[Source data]
......
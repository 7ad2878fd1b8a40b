// SPDX-FileCopyrightText: 2026 Bruno Meilick
// SPDX-License-Identifier: LicenseRef-EPLadder-FreeUse-NoCopy-NoDerivatives
//
// All rights reserved.
//
// This file is part of EPLadder and is proprietary software.
// Unauthorized copying, modification, or distribution is prohibited.

use std::str::FromStr;
use std::time::Duration;

use criterion::Criterion;

use pprof::criterion::{Output, PProfProfiler};

fn env_or<T: FromStr>(name: &str, default: T) -> T {
    std::env::var(name).ok().and_then(|raw| raw.trim().parse::<T>().ok()).unwrap_or(default)
}

pub fn criterion() -> Criterion {
    let frequency = env_or::<i32>("PROFILE_FREQ", 100).clamp(1, 1000);
    let sample_size = env_or::<usize>("BENCH_SAMPLE_SIZE", 60).clamp(10, 200);
    let warmup_secs = env_or::<u64>("BENCH_WARMUP_SECS", 2).clamp(1, 60);
    let measurement_secs = env_or::<u64>("BENCH_MEASUREMENT_SECS", 4).clamp(1, 120);

    Criterion::default()
        .sample_size(sample_size)
        .warm_up_time(Duration::from_secs(warmup_secs))
        .measurement_time(Duration::from_secs(measurement_secs))
        .with_profiler(PProfProfiler::new(frequency, Output::Flamegraph(None)))
}
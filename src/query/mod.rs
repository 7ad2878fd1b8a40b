// SPDX-FileCopyrightText: 2026 Bruno Meilick
// SPDX-License-Identifier: LicenseRef-EPLadder-FreeUse-NoCopy-NoDerivatives
//
// All rights reserved.
//
// This file is part of EPLadder and is proprietary software.
// Unauthorized copying, modification, or distribution is prohibited.

//! Read-only analyses over the ladder.
//!
//! Nothing here mutates the model; [`Ladder::reassess`](crate::model::Ladder::reassess)
//! stores the derived results on each mark.

pub mod derived;
pub mod locate;

pub use derived::{assess_block_site, assess_impulse_origin_site};
pub use locate::{locate_mark, MarkLocation};
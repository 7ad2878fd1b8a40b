// SPDX-FileCopyrightText: 2026 Bruno Meilick
// SPDX-License-Identifier: LicenseRef-EPLadder-FreeUse-NoCopy-NoDerivatives
//
// All rights reserved.
//
// This file is part of EPLadder and is proprietary software.
// Unauthorized copying, modification, or distribution is prohibited.

use crate::model::{Endpoint, Mark};

/// How far from `0`/`1` an endpoint y may be and still count as touching the boundary.
const BOUNDARY_EPSILON: f64 = 1e-6;

fn touches_proximal_boundary(y: f64) -> bool {
    y.abs() < BOUNDARY_EPSILON
}

fn touches_distal_boundary(y: f64) -> bool {
    (y - 1.0).abs() < BOUNDARY_EPSILON
}

/// Where conduction through this mark stops short of the region boundary.
///
/// A mark whose proximal end floats inside the region and leans forward (proximal x at or
/// after distal x) blocks proximally; one whose distal end floats and leans forward blocks
/// distally.
pub fn assess_block_site(mark: &Mark) -> Endpoint {
    let segment = mark.segment();
    if !touches_proximal_boundary(segment.proximal.y) && segment.proximal.x >= segment.distal.x {
        return Endpoint::Proximal;
    }
    if !touches_distal_boundary(segment.distal.y) && segment.distal.x > segment.proximal.x {
        return Endpoint::Distal;
    }
    Endpoint::None
}

/// The end the impulse presumably started from: the earlier end with nothing linked to it.
pub fn assess_impulse_origin_site(mark: &Mark) -> Endpoint {
    let segment = mark.segment();
    let linked = mark.linked();
    if linked.proximal.is_empty() && segment.proximal.x <= segment.distal.x {
        return Endpoint::Proximal;
    }
    if linked.distal.is_empty() && segment.distal.x < segment.proximal.x {
        return Endpoint::Distal;
    }
    Endpoint::None
}
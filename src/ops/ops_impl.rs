// SPDX-FileCopyrightText: 2026 Bruno Meilick
// SPDX-License-Identifier: LicenseRef-EPLadder-FreeUse-NoCopy-NoDerivatives
//
// All rights reserved.
//
// This file is part of EPLadder and is proprietary software.
// Unauthorized copying, modification, or distribution is prohibited.

/// Per-op mutation helpers used by `apply_ops`.
/// Keeps `ops::mod` focused on public op types and orchestration.
fn apply_ladder_op(
    ladder: &mut Ladder,
    op: &LadderOp,
    context: &OpContext,
    delta: &mut DeltaBuilder,
) -> Result<(), ApplyError> {
    let viewport = &context.viewport;
    match op {
        LadderOp::AddMark { region_index, segment } => {
            let mark_id = ladder.add_mark(*region_index, *segment)?;
            delta.record_added(mark_id);
        }
        LadderOp::DeleteMark { mark_id } => {
            let removed = ladder.delete_mark(*mark_id)?;
            delta.record_removed(*mark_id);
            delta.record_all_updated(removed.linked().iter().map(|(_, id)| id));
        }
        LadderOp::DeleteMarksInRegion { region_index } => {
            // Neighbors across the region boundaries lose their links.
            let touched = ladder
                .marks_in_region(*region_index)
                .flat_map(|mark| mark.linked().iter().map(|(_, id)| id))
                .collect::<Vec<_>>();
            for mark_id in ladder.delete_marks_in_region(*region_index)? {
                delta.record_removed(mark_id);
            }
            delta.record_all_updated(touched.into_iter().filter(|id| ladder.contains_mark(*id)));
        }
        LadderOp::MoveMark { mark_id, movement, target } => {
            let moved = move_mark(ladder, *mark_id, *movement, *target, viewport)?;
            delta.record_all_updated(moved);
        }
        LadderOp::SetAnchor { mark_id, anchor } => {
            ladder.require_mark_mut(*mark_id)?.set_anchor(*anchor);
            delta.record_updated(*mark_id);
        }
        LadderOp::SetLineStyle { mark_id, line_style } => {
            ladder.require_mark_mut(*mark_id)?.set_line_style(*line_style);
            delta.record_updated(*mark_id);
        }
        LadderOp::Attach { mark_id } => {
            ladder.attach_mark(*mark_id)?;
            delta.record_updated(*mark_id);
        }
        LadderOp::Unattach { mark_id } => {
            ladder.unattach_mark(*mark_id)?;
            delta.record_updated(*mark_id);
        }
        LadderOp::LinkNearby { mark_id } => {
            let proximity = Proximity::linking(*viewport, &context.config);
            let nearby = find_nearby_marks(ladder, *mark_id, &proximity)?;
            let linked = link_nearby_marks(ladder, *mark_id, &nearby)?;
            if !linked.is_empty() {
                delta.record_updated(*mark_id);
                delta.record_all_updated(linked);
            }
        }
        LadderOp::Link { a, b } => {
            link_marks(ladder, *a, *b)?;
            delta.record_updated(*a);
            delta.record_updated(*b);
        }
        LadderOp::Unlink { mark_id } => {
            let former = unlink(ladder, *mark_id)?;
            if !former.is_empty() {
                delta.record_updated(*mark_id);
                delta.record_all_updated(former);
            }
        }
        LadderOp::Snap { mark_id } => {
            let linked = ladder.require_mark(*mark_id)?.linked().clone();
            if snap_to_nearby_marks(ladder, *mark_id, &linked, viewport)? {
                delta.record_updated(*mark_id);
            }
        }
        LadderOp::RemoveOverlapping { keeping } => {
            let proximity = Proximity::linking(*viewport, &context.config);
            let outcome = remove_overlapping_marks(ladder, keeping, &proximity)?;
            if !outcome.removed.is_empty() {
                for mark_id in outcome.removed {
                    delta.record_removed(mark_id);
                }
                let kept = keeping.iter().copied().filter(|id| ladder.contains_mark(*id));
                delta.record_all_updated(kept);
                delta.record_all_updated(outcome.relinked);
            }
        }
        LadderOp::Settle { mark_id } => {
            let outcome = settle_mark(ladder, *mark_id, viewport, &context.config)?;
            for removed in outcome.removed {
                delta.record_removed(removed);
            }
            if !outcome.linked.is_empty() {
                delta.record_updated(*mark_id);
            }
            delta.record_all_updated(outcome.linked);
            delta.record_all_updated(outcome.updated);
        }
    }
    Ok(())
}
// SPDX-FileCopyrightText: 2026 Bruno Meilick
// SPDX-License-Identifier: LicenseRef-EPLadder-FreeUse-NoCopy-NoDerivatives
//
// All rights reserved.
//
// This file is part of EPLadder and is proprietary software.
// Unauthorized copying, modification, or distribution is prohibited.

use smallvec::SmallVec;

use super::Calibration;
use crate::geometry::GEOMETRY_EPSILON;
use crate::model::{Ladder, LadderError, MarkId};

/// Which region boundary an interval is measured along.
#[derive(Debug, Clone, Copy, PartialEq, Eq, Hash)]
pub enum Boundary {
    Proximal,
    Distal,
}

/// Horizontal distance between two consecutive marks touching the same boundary.
///
/// Positions are kept in region coordinates; conversion to time happens through the
/// calibration at read time so intervals survive zoom changes.
#[derive(Debug, Clone, Copy, PartialEq)]
pub struct Interval {
    boundary: Boundary,
    first_mark: MarkId,
    second_mark: MarkId,
    first_x: f64,
    second_x: f64,
}

impl Interval {
    pub fn boundary(&self) -> Boundary {
        self.boundary
    }

    pub fn first_mark(&self) -> MarkId {
        self.first_mark
    }

    pub fn second_mark(&self) -> MarkId {
        self.second_mark
    }

    pub fn first_x(&self) -> f64 {
        self.first_x
    }

    pub fn second_x(&self) -> f64 {
        self.second_x
    }

    pub fn region_width(&self) -> f64 {
        self.second_x - self.first_x
    }

    /// Calibrated value rounded to whole time units.
    pub fn value(&self, calibration: &Calibration) -> Option<i64> {
        let time = calibration.region_width_to_time(self.region_width())?;
        Some(time.round() as i64)
    }

    pub fn display_value(&self, calibration: &Calibration) -> Option<String> {
        let value = self.value(calibration)?;
        let mut buffer = itoa::Buffer::new();
        Some(buffer.format(value).to_owned())
    }
}

#[derive(Debug, Clone, Default, PartialEq)]
pub struct RegionIntervals {
    pub proximal: Vec<Interval>,
    pub distal: Vec<Interval>,
}

impl RegionIntervals {
    pub fn is_empty(&self) -> bool {
        self.proximal.is_empty() && self.distal.is_empty()
    }

    pub fn boundary(&self, boundary: Boundary) -> &[Interval] {
        match boundary {
            Boundary::Proximal => &self.proximal,
            Boundary::Distal => &self.distal,
        }
    }

    /// Both boundaries, proximal first.
    pub fn iter(&self) -> impl Iterator<Item = &Interval> + '_ {
        self.proximal.iter().chain(self.distal.iter())
    }
}

/// Collects the intervals between marks that touch either boundary of `region_index`.
///
/// A mark touches the proximal boundary when its proximal y is within `tolerance` of 0, and
/// the distal boundary when its distal y is within `tolerance` of 1. Marks are ordered by the
/// x of the touching endpoint, ties by id.
pub fn region_intervals(
    ladder: &Ladder,
    region_index: usize,
    tolerance: f64,
) -> Result<RegionIntervals, LadderError> {
    if ladder.region(region_index).is_none() {
        return Err(LadderError::RegionNotFound { index: region_index });
    }

    let mut proximal: SmallVec<[(f64, MarkId); 16]> = SmallVec::new();
    let mut distal: SmallVec<[(f64, MarkId); 16]> = SmallVec::new();
    for mark in ladder.marks_in_region(region_index) {
        let segment = mark.segment();
        if segment.proximal.y <= tolerance + GEOMETRY_EPSILON {
            proximal.push((segment.proximal.x, mark.id()));
        }
        if 1.0 - segment.distal.y <= tolerance + GEOMETRY_EPSILON {
            distal.push((segment.distal.x, mark.id()));
        }
    }

    Ok(RegionIntervals {
        proximal: consecutive(Boundary::Proximal, proximal),
        distal: consecutive(Boundary::Distal, distal),
    })
}

fn consecutive(boundary: Boundary, mut touching: SmallVec<[(f64, MarkId); 16]>) -> Vec<Interval> {
    touching.sort_by(|a, b| a.0.total_cmp(&b.0).then(a.1.cmp(&b.1)));
    touching
        .windows(2)
        .map(|pair| Interval {
            boundary,
            first_mark: pair[0].1,
            second_mark: pair[1].1,
            first_x: pair[0].0,
            second_x: pair[1].0,
        })
        .collect()
}
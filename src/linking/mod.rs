// SPDX-FileCopyrightText: 2026 Bruno Meilick
// SPDX-License-Identifier: LicenseRef-EPLadder-FreeUse-NoCopy-NoDerivatives
//
// All rights reserved.
//
// This file is part of EPLadder and is proprietary software.
// Unauthorized copying, modification, or distribution is prohibited.

//! Proximity linking: discovering, recording and snapping contiguous marks.
//!
//! All distances are measured in view space so that the threshold means the same thing in
//! every region regardless of its height or the current zoom. Links are stored on both marks
//! (see [`LinkSlot::reciprocal`]) and every function here keeps them symmetric.

use std::fmt;

use smallvec::SmallVec;

use crate::config::{EngineConfig, DEFAULT_PARALLEL_EPSILON};
use crate::geometry::{are_parallel, distance_to_segment, endpoint_distance, Segment, Viewport};
use crate::model::{Ladder, LadderError, LinkSlot, LinkedMarkIds, MarkId};

/// Marks found near a given mark, grouped by where they sit relative to it.
pub type NearbyMarks = LinkedMarkIds;

/// Distance parameters for proximity queries.
#[derive(Debug, Clone, Copy, PartialEq)]
pub struct Proximity {
    pub viewport: Viewport,
    /// Strict upper bound on the view-space distance between two marks.
    pub threshold: f64,
    pub parallel_epsilon: f64,
}

impl Proximity {
    pub fn new(viewport: Viewport, threshold: f64) -> Self {
        Self { viewport, threshold, parallel_epsilon: DEFAULT_PARALLEL_EPSILON }
    }

    /// Linking parameters from `config`. Overlap removal measures against the same threshold.
    pub fn linking(viewport: Viewport, config: &EngineConfig) -> Self {
        Self {
            viewport,
            threshold: config.link_threshold,
            parallel_epsilon: config.parallel_epsilon,
        }
    }
}

fn neighbor_regions(region_index: usize, region_count: usize) -> SmallVec<[(LinkSlot, usize); 3]> {
    let mut regions = SmallVec::new();
    if let Some(above) = region_index.checked_sub(1) {
        regions.push((LinkSlot::Proximal, above));
    }
    regions.push((LinkSlot::Middle, region_index));
    if region_index + 1 < region_count {
        regions.push((LinkSlot::Distal, region_index + 1));
    }
    regions
}

fn owned_view_segment(
    ladder: &Ladder,
    mark_id: MarkId,
    viewport: &Viewport,
) -> Result<(usize, Segment), LadderError> {
    ladder.require_mark(mark_id)?;
    let region_index = ladder
        .region_index_of(mark_id)
        .ok_or(LadderError::MarkNotFound { mark_id })?;
    let segment = ladder
        .view_segment(mark_id, viewport)
        .ok_or(LadderError::MarkNotFound { mark_id })?;
    Ok((region_index, segment))
}

/// Marks in the region above, the same region and the region below that come within the
/// proximity threshold of `mark_id`.
///
/// Same-region candidates parallel to the mark are skipped: two parallel marks side by side
/// are separate events, not one event continuing.
pub fn find_nearby_marks(
    ladder: &Ladder,
    mark_id: MarkId,
    proximity: &Proximity,
) -> Result<NearbyMarks, LadderError> {
    let (region_index, segment) = owned_view_segment(ladder, mark_id, &proximity.viewport)?;
    let mut nearby = NearbyMarks::default();

    for (slot, candidate_region) in neighbor_regions(region_index, ladder.region_count()) {
        let Some(region) = ladder.region(candidate_region) else {
            continue;
        };
        let span = region.span();
        for candidate in ladder.marks_in_region(candidate_region) {
            if candidate.id() == mark_id {
                continue;
            }
            let candidate_segment = proximity.viewport.to_view_segment(candidate.segment(), span);
            let distance = endpoint_distance(&segment, &candidate_segment);
            if distance >= proximity.threshold {
                continue;
            }
            if slot == LinkSlot::Middle
                && are_parallel(&segment, &candidate_segment, proximity.parallel_epsilon)
            {
                tracing::trace!(%mark_id, candidate = %candidate.id(), "skipping parallel mark");
                continue;
            }
            tracing::trace!(%mark_id, candidate = %candidate.id(), ?slot, distance, "nearby mark");
            nearby.slot_mut(slot).insert(candidate.id());
        }
    }

    Ok(nearby)
}

/// The slot a mark in region `to` occupies from the point of view of a mark in region `from`.
fn slot_between(from: usize, to: usize) -> Option<LinkSlot> {
    match to as isize - from as isize {
        -1 => Some(LinkSlot::Proximal),
        0 => Some(LinkSlot::Middle),
        1 => Some(LinkSlot::Distal),
        _ => None,
    }
}

/// Records symmetric links between `mark_id` and every mark in `nearby`.
///
/// Ids that no longer resolve are skipped. Every remaining neighbor must sit in the region its
/// slot names; otherwise nothing is linked and the mismatch is returned. Returns the neighbors
/// that gained a link.
pub fn link_nearby_marks(
    ladder: &mut Ladder,
    mark_id: MarkId,
    nearby: &NearbyMarks,
) -> Result<Vec<MarkId>, LadderError> {
    let from = ladder
        .region_index_of(mark_id)
        .ok_or(LadderError::MarkNotFound { mark_id })?;
    let mut pending = Vec::with_capacity(nearby.len());
    for (slot, neighbor_id) in nearby.iter() {
        if neighbor_id == mark_id {
            continue;
        }
        let Some(to) = ladder.region_index_of(neighbor_id) else {
            tracing::warn!(%mark_id, %neighbor_id, "nearby mark vanished before linking");
            continue;
        };
        match slot_between(from, to) {
            Some(expected) if expected == slot => pending.push((slot, neighbor_id)),
            Some(_) => return Err(LadderError::LinkSlotMismatch { mark_id, neighbor_id }),
            None => return Err(LadderError::RegionsNotAdjacent { from, to }),
        }
    }

    let mut linked = Vec::with_capacity(pending.len());
    for (slot, neighbor_id) in pending {
        ladder
            .require_mark_mut(neighbor_id)?
            .linked_mut()
            .slot_mut(slot.reciprocal())
            .insert(mark_id);
        ladder
            .require_mark_mut(mark_id)?
            .linked_mut()
            .slot_mut(slot)
            .insert(neighbor_id);
        linked.push(neighbor_id);
    }

    ladder.reassess(std::iter::once(mark_id).chain(linked.iter().copied()));
    tracing::debug!(%mark_id, count = linked.len(), "linked nearby marks");
    Ok(linked)
}

/// Links two specific marks. They must be in the same or vertically adjacent regions.
///
/// Returns the slot `b` occupies in `a`'s link sets.
pub fn link_marks(ladder: &mut Ladder, a: MarkId, b: MarkId) -> Result<LinkSlot, LadderError> {
    if a == b {
        return Err(LadderError::SelfLink { mark_id: a });
    }
    let from = ladder
        .region_index_of(a)
        .ok_or(LadderError::MarkNotFound { mark_id: a })?;
    let to = ladder
        .region_index_of(b)
        .ok_or(LadderError::MarkNotFound { mark_id: b })?;
    let slot = slot_between(from, to).ok_or(LadderError::RegionsNotAdjacent { from, to })?;

    let mut nearby = NearbyMarks::default();
    nearby.slot_mut(slot).insert(b);
    link_nearby_marks(ladder, a, &nearby)?;
    Ok(slot)
}

/// Removes every link touching `mark_id`, on both sides. Already-unlinked marks are fine.
///
/// Returns the former neighbors.
pub fn unlink(ladder: &mut Ladder, mark_id: MarkId) -> Result<Vec<MarkId>, LadderError> {
    let mark = ladder.require_mark_mut(mark_id)?;
    let former = mark.linked().iter().map(|(_, id)| id).collect::<Vec<_>>();
    mark.linked_mut().clear();

    for neighbor_id in &former {
        if let Some(neighbor) = ladder.mark_mut(*neighbor_id) {
            neighbor.linked_mut().remove(mark_id);
        }
    }

    ladder.reassess(std::iter::once(mark_id).chain(former.iter().copied()));
    if !former.is_empty() {
        tracing::debug!(%mark_id, count = former.len(), "unlinked mark");
    }
    Ok(former)
}

/// Moves `mark_id`'s endpoints onto the marks in `nearby` so linked ends coincide.
///
/// Across regions the neighbor keeps its x and the mark's end is pinned to the shared
/// boundary; the earliest-created neighbor wins when several qualify. Within a region the
/// mark's closer end slides along its y onto the neighbor's line. Returns whether the mark
/// changed.
pub fn snap_to_nearby_marks(
    ladder: &mut Ladder,
    mark_id: MarkId,
    nearby: &NearbyMarks,
    viewport: &Viewport,
) -> Result<bool, LadderError> {
    let original = *ladder.require_mark(mark_id)?.segment();
    let span = ladder
        .region_of(mark_id)
        .ok_or(LadderError::MarkNotFound { mark_id })?
        .span();
    let mut segment = original;
    let mut proximal_snapped = false;
    let mut distal_snapped = false;

    if let Some(above) = nearby.proximal.iter().find_map(|id| ladder.mark(*id)) {
        segment.proximal.x = above.segment().distal.x;
        segment.proximal.y = 0.0;
        proximal_snapped = true;
    }
    if let Some(below) = nearby.distal.iter().find_map(|id| ladder.mark(*id)) {
        segment.distal.x = below.segment().proximal.x;
        segment.distal.y = 1.0;
        distal_snapped = true;
    }

    for neighbor in nearby.middle.iter().filter_map(|id| ladder.mark(*id)) {
        let target = neighbor.segment();
        let view_target = viewport.to_view_segment(target, span);
        let proximal_gap =
            distance_to_segment(viewport.to_view_point(segment.proximal, span), &view_target);
        let distal_gap =
            distance_to_segment(viewport.to_view_point(segment.distal, span), &view_target);

        let (end, already) = if proximal_gap <= distal_gap {
            (&mut segment.proximal, &mut proximal_snapped)
        } else {
            (&mut segment.distal, &mut distal_snapped)
        };
        if *already {
            continue;
        }
        end.x = target.x_at_y_or_nearest(*end);
        *already = true;
    }

    if segment == original {
        return Ok(false);
    }
    ladder.require_mark_mut(mark_id)?.set_segment(segment);
    ladder.reassess([mark_id]);
    tracing::trace!(%mark_id, ?segment, "snapped mark");
    Ok(true)
}

/// What [`remove_overlapping_marks`] changed.
#[derive(Debug, Clone, PartialEq, Eq, Default)]
pub struct OverlapRemoval {
    /// Duplicates that were deleted.
    pub removed: Vec<MarkId>,
    /// Former neighbors of the deleted marks whose link sets changed, kept marks excluded.
    pub relinked: Vec<MarkId>,
}

/// Deletes marks that duplicate any of `keeping`: same region, with both ends within the
/// threshold of the kept mark's ends. The deleted marks' links move to the mark that
/// absorbed them, and the neighbors on the other end of those links are reported as
/// relinked.
pub fn remove_overlapping_marks(
    ladder: &mut Ladder,
    keeping: &[MarkId],
    proximity: &Proximity,
) -> Result<OverlapRemoval, LadderError> {
    let mut outcome = OverlapRemoval::default();

    for &kept_id in keeping {
        let (region_index, kept) = owned_view_segment(ladder, kept_id, &proximity.viewport)?;
        let Some(span) = ladder.region(region_index).map(|region| region.span()) else {
            continue;
        };

        let duplicates = ladder
            .marks_in_region(region_index)
            .filter(|candidate| candidate.id() != kept_id && !keeping.contains(&candidate.id()))
            .filter(|candidate| {
                let other = proximity.viewport.to_view_segment(candidate.segment(), span);
                kept.proximal.distance(other.proximal) < proximity.threshold
                    && kept.distal.distance(other.distal) < proximity.threshold
            })
            .map(|candidate| candidate.id())
            .collect::<SmallVec<[MarkId; 4]>>();

        for duplicate_id in duplicates {
            let absorbed = ladder.delete_mark(duplicate_id)?;
            for (slot, neighbor_id) in absorbed.linked().iter() {
                if neighbor_id == kept_id || !ladder.contains_mark(neighbor_id) {
                    continue;
                }
                let mut transfer = NearbyMarks::default();
                transfer.slot_mut(slot).insert(neighbor_id);
                link_nearby_marks(ladder, kept_id, &transfer)?;
                if !keeping.contains(&neighbor_id) && !outcome.relinked.contains(&neighbor_id) {
                    outcome.relinked.push(neighbor_id);
                }
            }
            outcome.removed.push(duplicate_id);
        }
    }

    outcome.relinked.retain(|id| !outcome.removed.contains(id));
    if !outcome.removed.is_empty() {
        tracing::debug!(
            removed = outcome.removed.len(),
            relinked = outcome.relinked.len(),
            "removed overlapping marks"
        );
    }
    Ok(outcome)
}

/// A link that breaks the symmetry or adjacency invariants.
#[derive(Debug, Clone, Copy, PartialEq, Eq)]
pub enum LinkViolation {
    Dangling { mark_id: MarkId, neighbor_id: MarkId },
    Asymmetric { mark_id: MarkId, neighbor_id: MarkId, slot: LinkSlot },
    WrongRegion { mark_id: MarkId, neighbor_id: MarkId, slot: LinkSlot },
}

impl fmt::Display for LinkViolation {
    fn fmt(&self, f: &mut fmt::Formatter<'_>) -> fmt::Result {
        match self {
            Self::Dangling { mark_id, neighbor_id } => {
                write!(f, "mark {mark_id} links to missing mark {neighbor_id}")
            }
            Self::Asymmetric { mark_id, neighbor_id, slot } => write!(
                f,
                "mark {mark_id} links {neighbor_id} as {slot:?} without a reciprocal link"
            ),
            Self::WrongRegion { mark_id, neighbor_id, slot } => write!(
                f,
                "mark {mark_id} links {neighbor_id} as {slot:?} but their regions disagree"
            ),
        }
    }
}

impl std::error::Error for LinkViolation {}

/// Verifies that every link is reciprocated from the matching slot and points at a mark in
/// the region that slot implies.
pub fn check_link_symmetry(ladder: &Ladder) -> Result<(), LinkViolation> {
    for (mark_id, mark) in ladder.marks() {
        let mark_id = *mark_id;
        let region_index = ladder.region_index_of(mark_id);
        for (slot, neighbor_id) in mark.linked().iter() {
            let Some(neighbor) = ladder.mark(neighbor_id) else {
                return Err(LinkViolation::Dangling { mark_id, neighbor_id });
            };
            if !neighbor.linked().slot(slot.reciprocal()).contains(&mark_id) {
                return Err(LinkViolation::Asymmetric { mark_id, neighbor_id, slot });
            }
            let expected = region_index.and_then(|index| match slot {
                LinkSlot::Proximal => index.checked_sub(1),
                LinkSlot::Middle => Some(index),
                LinkSlot::Distal => Some(index + 1),
            });
            if expected.is_none() || expected != ladder.region_index_of(neighbor_id) {
                return Err(LinkViolation::WrongRegion { mark_id, neighbor_id, slot });
            }
        }
    }
    Ok(())
}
......
• **What you need to do**:
For this exercise, copy every line of the data that holds "usize".

• **Solution**:
    let sample_size = env_or::<usize>("BENCH_SAMPLE_SIZE", 60).clamp(10, 200);
    region_index: usize,
fn neighbor_regions(region_index: usize, region_count: usize) -> SmallVec<[(LinkSlot, usize); 3]> {
) -> Result<(usize, Segment), LadderError> {
fn slot_between(from: usize, to: usize) -> Option<LinkSlot> {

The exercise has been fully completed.